Work required → Search the listing below for the string "datasets" and copy every line where it occurs.

Input →
=======

//! Floating-point element types the engine is generic over.
use num_traits::Float;
use std::fmt::{Debug, Display};
use std::iter::Sum;
use std::ops::{AddAssign, DivAssign, MulAssign, SubAssign};

/// Scalar stored in a [`Matrix`](crate::Matrix). Implemented for `f32` and `f64`.
pub trait Element:
    Float
    + AddAssign
    + SubAssign
    + MulAssign
    + DivAssign
    + Sum
    + Default
    + Debug
    + Display
    + Send
    + Sync
    + 'static
{
    /// Lossy conversion from an `f64` literal.
    fn of(v: f64) -> Self;

    /// Widening conversion used for diagnostics and statistics.
    fn as_f64(self) -> f64;
}

impl Element for f32 {
    #[inline]
    fn of(v: f64) -> Self {
        v as f32
    }

    #[inline]
    fn as_f64(self) -> f64 {
        self as f64
    }
}

impl Element for f64 {
    #[inline]
    fn of(v: f64) -> Self {
        v
    }

    #[inline]
    fn as_f64(self) -> f64 {
        self
    }
}
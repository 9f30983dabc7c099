//! A small layered neural network crate: aligned dense matrices with
//! parallel products, a fully connected sigmoid network trained by
//! per-sample gradient descent, and the plumbing to feed it MNIST.
//!
//! - `Matrix` with checked and panicking arithmetic, rayon-backed `dot`
//! - `Network` with query, reverse query and training
//! - MNIST loaders (CSV/IDX), metrics and a threaded trainer

pub mod activations;
pub mod aligned;
pub mod config;
pub mod datasets;
pub mod element;
pub mod error;
pub mod layers;
pub mod loss;
pub mod matrix;
pub mod metrics;
pub mod network;
pub mod queue;
pub mod runner;
pub mod trainer;
pub mod utils;

pub use activations::{Activation, Sigmoid};
pub use config::TrainConfig;
pub use datasets::{load_mnist_csv, load_mnist_idx, Sample};
pub use element::Element;
pub use error::{NnError, Result};
pub use layers::{fold_backward, fold_forward, LayerSizes, Retain};
pub use loss::squared_error;
pub use matrix::{Matrix, ParallelPolicy};
pub use metrics::{accuracy, argmax, confusion_matrix, Recognition};
pub use network::{Network, WeightRejection};
pub use queue::WorkQueue;
pub use runner::{Runner, StopFlag};
pub use trainer::{TrainReport, Trainer};
pub use utils::{generate_synthetic_data, print_model_summary, print_summary_table};
//! Training configuration, loadable from JSON.
use crate::layers::LayerSizes;
use anyhow::{anyhow, Context, Result};
use serde::{Deserialize, Serialize};
use std::fs;
use std::path::{Path, PathBuf};

/// Everything a training run needs besides the data itself.
#[derive(Debug, Clone, PartialEq, Serialize, Deserialize)]
#[serde(default)]
pub struct TrainConfig {
    /// Input width, hidden widths, output width.
    pub layers: Vec<usize>,
    pub learning_rate: f64,
    pub epochs: usize,
    /// Shuffle sample order every epoch.
    pub shuffle: bool,
    /// Seeds both weight initialization and shuffling when set.
    pub seed: Option<u64>,
    pub train_path: Option<PathBuf>,
    pub test_path: Option<PathBuf>,
    /// Work items buffered between the producer thread and the trainer.
    pub queue_capacity: usize,
}

impl Default for TrainConfig {
    fn default() -> Self {
        Self {
            layers: vec![784, 200, 200, 10],
            learning_rate: 0.3,
            epochs: 5,
            shuffle: false,
            seed: None,
            train_path: None,
            test_path: None,
            queue_capacity: 1024,
        }
    }
}

impl TrainConfig {
    /// Reads a JSON config; missing fields take their defaults.
    pub fn from_json_file(path: impl AsRef<Path>) -> Result<Self> {
        let path = path.as_ref();
        let text = fs::read_to_string(path)
            .with_context(|| format!("Failed to read config {}", path.display()))?;
        let cfg: Self = serde_json::from_str(&text)
            .with_context(|| format!("Invalid config {}", path.display()))?;
        cfg.validate()?;
        Ok(cfg)
    }

    pub fn validate(&self) -> Result<()> {
        LayerSizes::new(&self.layers)?;
        if !self.learning_rate.is_finite() || self.learning_rate <= 0.0 {
            return Err(anyhow!(
                "learning_rate must be finite and positive, got {}",
                self.learning_rate
            ));
        }
        if self.queue_capacity == 0 {
            return Err(anyhow!("queue_capacity must be at least 1"));
        }
        Ok(())
    }
}
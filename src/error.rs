//! Error taxonomy for the numeric engine.
use thiserror::Error;

/// Failures raised by matrix operations and the layered network.
#[derive(Debug, Clone, PartialEq, Error)]
pub enum NnError {
    #[error("shape mismatch in {op}: {left:?} vs {right:?}")]
    ShapeMismatch {
        op: &'static str,
        left: (usize, usize),
        right: (usize, usize),
    },
    #[error("index ({row}, {col}) out of bounds for shape {shape:?}")]
    IndexOutOfBounds {
        row: usize,
        col: usize,
        shape: (usize, usize),
    },
    #[error("inverse activation undefined for {value}, expected a value strictly inside (0, 1)")]
    NumericDomain { value: f64 },
    #[error("non-finite {what}: {value}")]
    NonFinite { what: &'static str, value: f64 },
    #[error("failed to allocate {bytes} bytes of aligned matrix storage")]
    Allocation { bytes: usize },
    #[error("invalid layer sizes: {0}")]
    InvalidLayers(String),
}

pub type Result<T> = std::result::Result<T, NnError>;

impl NnError {
    pub(crate) fn shape(op: &'static str, left: (usize, usize), right: (usize, usize)) -> Self {
        NnError::ShapeMismatch { op, left, right }
    }
}
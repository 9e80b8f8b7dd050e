use clap::Parser;
use diagnostics::host_error;
use diagnostics::sort_diagnostics;
use diagnostics::render::render_diagnostic;
use diagnostics::render::SourceProvider;
use diagnostics::Diagnostic;
use diagnostics::FileId;
use estree_js::parse_program_json;
use lower_js::lower_program;
use lower_js::LowerOptions;
use lower_js::SignatureRegistry;
use std::fs;
use std::io::stdin;
use std::io::Read;
use std::path::Path;
use std::path::PathBuf;
use std::process::ExitCode;
use tracing::Level;
use tracing_subscriber::fmt::format::FmtSpan;

#[derive(Parser)]
#[command(
  name = "lower-js",
  version,
  about = "Lower an ESTree JSON syntax tree to LLVM textual IR"
)]
struct Cli {
  /// ESTree JSON of the program; omit for stdin.
  #[arg(short, long)]
  input: Option<PathBuf>,

  /// Where to write the `.ll` module. Parent directories are created.
  #[arg(short, long, default_value = "build/app.ll")]
  output: PathBuf,

  /// Module name, also used as `source_filename`.
  #[arg(long, default_value = "app")]
  module_name: String,

  /// Name of the function top-level code is lowered into.
  #[arg(long, default_value = "main")]
  entry_name: String,

  /// JSON file of external function signatures, e.g.
  /// `{"puts": {"ret": "i32", "params": ["ptr"]}}`.
  #[arg(long)]
  signatures: Option<PathBuf>,

  /// Also write the symbol tables as JSON to this path.
  #[arg(long)]
  emit_symbols: Option<PathBuf>,

  /// JavaScript source the tree was parsed from, to show in diagnostics.
  #[arg(long)]
  source: Option<PathBuf>,

  /// Emit tracing spans as JSON on stderr.
  #[arg(long)]
  trace: bool,
}

struct InputSource {
  name: String,
  text: Option<String>,
}

impl SourceProvider for InputSource {
  fn file_name(&self, _file: FileId) -> Option<&str> {
    Some(&self.name)
  }

  fn file_text(&self, _file: FileId) -> Option<&str> {
    self.text.as_deref()
  }
}

fn init_tracing(enabled: bool) {
  if !enabled {
    return;
  }
  let _ = tracing_subscriber::fmt()
    .with_span_events(FmtSpan::CLOSE)
    .with_max_level(Level::TRACE)
    .with_writer(std::io::stderr)
    .json()
    .with_ansi(false)
    .try_init();
}

fn report(source: &InputSource, diagnostic: &Diagnostic) {
  eprintln!("{}", render_diagnostic(source, diagnostic));
}

fn fail(source: &InputSource, message: impl Into<String>) -> ExitCode {
  report(source, &host_error(None, message));
  ExitCode::FAILURE
}

fn read_input(path: Option<&Path>) -> Result<String, String> {
  match path {
    Some(p) => {
      fs::read_to_string(p).map_err(|err| format!("failed to read {}: {err}", p.display()))
    }
    None => {
      let mut text = String::new();
      stdin()
        .read_to_string(&mut text)
        .map_err(|err| format!("failed to read stdin: {err}"))?;
      Ok(text)
    }
  }
}

fn write_file(path: &Path, contents: &str) -> Result<(), String> {
  if let Some(parent) = path.parent().filter(|p| !p.as_os_str().is_empty()) {
    fs::create_dir_all(parent)
      .map_err(|err| format!("failed to create {}: {err}", parent.display()))?;
  }
  fs::write(path, contents).map_err(|err| format!("failed to write {}: {err}", path.display()))
}

fn main() -> ExitCode {
  let args = Cli::parse();
  init_tracing(args.trace);

  let name = match (&args.source, &args.input) {
    (Some(p), _) | (None, Some(p)) => p.display().to_string(),
    (None, None) => "<stdin>".to_string(),
  };
  let mut source = InputSource { name, text: None };
  if let Some(path) = &args.source {
    match fs::read_to_string(path) {
      Ok(text) => source.text = Some(text),
      Err(err) => return fail(&source, format!("failed to read {}: {err}", path.display())),
    }
  }

  let json = match read_input(args.input.as_deref()) {
    Ok(json) => json,
    Err(err) => return fail(&source, err),
  };

  let mut options = LowerOptions::default()
    .with_module_name(args.module_name.as_str())
    .with_entry_name(args.entry_name.as_str());
  if let Some(path) = &args.signatures {
    let registry = fs::read_to_string(path)
      .map_err(|err| format!("failed to read {}: {err}", path.display()))
      .and_then(|text| SignatureRegistry::from_json(&text).map_err(|err| err.to_string()));
    match registry {
      Ok(registry) => options = options.with_signatures(registry),
      Err(err) => return fail(&source, err),
    }
  }

  let program = match parse_program_json(&json) {
    Ok(program) => program,
    Err(err) => {
      report(&source, &err.to_diagnostic(FileId(0)));
      return ExitCode::FAILURE;
    }
  };

  let out = match lower_program(&program, &options) {
    Ok(out) => out,
    Err(err) => {
      report(&source, &err.to_diagnostic(FileId(0)));
      return ExitCode::FAILURE;
    }
  };
  let mut warnings: Vec<Diagnostic> = out
    .warnings
    .iter()
    .map(|warning| warning.to_diagnostic(FileId(0)))
    .collect();
  sort_diagnostics(&mut warnings);
  for warning in warnings.iter() {
    report(&source, warning);
  }

  if let Err(err) = write_file(&args.output, &out.module.to_string()) {
    return fail(&source, err);
  }
  if let Some(path) = &args.emit_symbols {
    let written = out
      .symbols_json()
      .map_err(|err| format!("failed to serialize symbols: {err}"))
      .and_then(|json| write_file(path, &json));
    if let Err(err) = written {
      return fail(&source, err);
    }
  }
  ExitCode::SUCCESS
}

=======

Exercise response →
pub mod datasets;
pub use datasets::{load_mnist_csv, load_mnist_idx, Sample};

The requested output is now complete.